According to CoinDesk, a cryptocurrency-focused media outlet, China’s State Taxation Administration and the National Financial Regulatory Administration instructed, via a joint guideline, that blockchain technology be applied to the data-sharing architecture between the government and banks. The move is aimed at improving SMEs’ access to credit.

At the center of the initiative is the creation of a credit evaluation system based on tax data. Previously, financial institutions struggled to sufficiently verify companies’ financial conditions, while firms faced the burden of submitting sensitive information directly. Under the new structure, privacy computing is used to enable analysis without exposing raw data.

Blockchain is being used not as a transaction asset but as a record-management tool. In particular, the focus is on reducing document tampering—such as forged electronic invoices—long cited as a key problem in the lending market.

The policy is being advanced on the basis of existing laws and institutions. Financial data rules that took effect in 2024 and the Cybersecurity Law revised this year require financial institutions to build data-protection frameworks, and authorities are expanding technology adoption on that foundation. China is reportedly investing about 400 billion yuan annually to build the relevant infrastructure.

The digital yuan (e-CNY) is also being linked to the effort. Starting this year, digital yuan balances were converted into an interest-bearing deposit format, and the number of participating banks expanded from 10 to 22. This is interpreted as part of a strategy to restructure the broader financial infrastructure by combining it with a blockchain-based credit system.
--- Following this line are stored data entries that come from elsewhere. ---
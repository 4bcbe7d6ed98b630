//! Implements a struct that holds the state of the REST server.

use std::sync::{Arc, Mutex};

use crate::{
    Error, dashboard::DashboardCharts, snapshot::SnapshotStore, source::RecordSource,
    timezone::get_local_offset, transaction::TableConfig,
};

/// The state of the REST server.
#[derive(Debug, Clone)]
pub struct AppState {
    /// Where transaction records are fetched from.
    pub source: RecordSource,

    /// The transactions loaded by the most recent fetch.
    pub snapshots: SnapshotStore,

    /// The dashboard charts, created once and redrawn with new data.
    pub charts: Arc<Mutex<DashboardCharts>>,

    /// The config that controls how many rows the transaction table shows.
    pub table_config: TableConfig,

    /// The local timezone as a canonical timezone name, e.g. "Africa/Kigali".
    pub local_timezone: String,
}

impl AppState {
    /// Create a new [AppState] that loads transactions from `source`.
    ///
    /// `local_timezone` should be a valid, canonical timezone name, e.g. "Africa/Kigali".
    ///
    /// # Errors
    /// Returns [Error::InvalidTimezoneError] if `local_timezone` is not a known timezone.
    pub fn new(
        source: RecordSource,
        local_timezone: &str,
        table_config: TableConfig,
    ) -> Result<Self, Error> {
        if get_local_offset(local_timezone).is_none() {
            return Err(Error::InvalidTimezoneError(local_timezone.to_owned()));
        }

        Ok(Self {
            source,
            snapshots: SnapshotStore::default(),
            charts: Arc::new(Mutex::new(DashboardCharts::default())),
            table_config,
            local_timezone: local_timezone.to_owned(),
        })
    }
}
Meanwhile, Hong Kong appears to be moderating the pace even as it pursues a similar policy direction. The introduction of a stablecoin licensing regime, initially targeted for March this year, has been delayed, and authorities are taking a stability-first approach by limiting the scale of initial approvals.

Minseung Kang

Minseung Kang

minriver@bloomingbit.ioBlockchain journalist | Writer of Trade Now & Altcoin Now, must-read content for investors.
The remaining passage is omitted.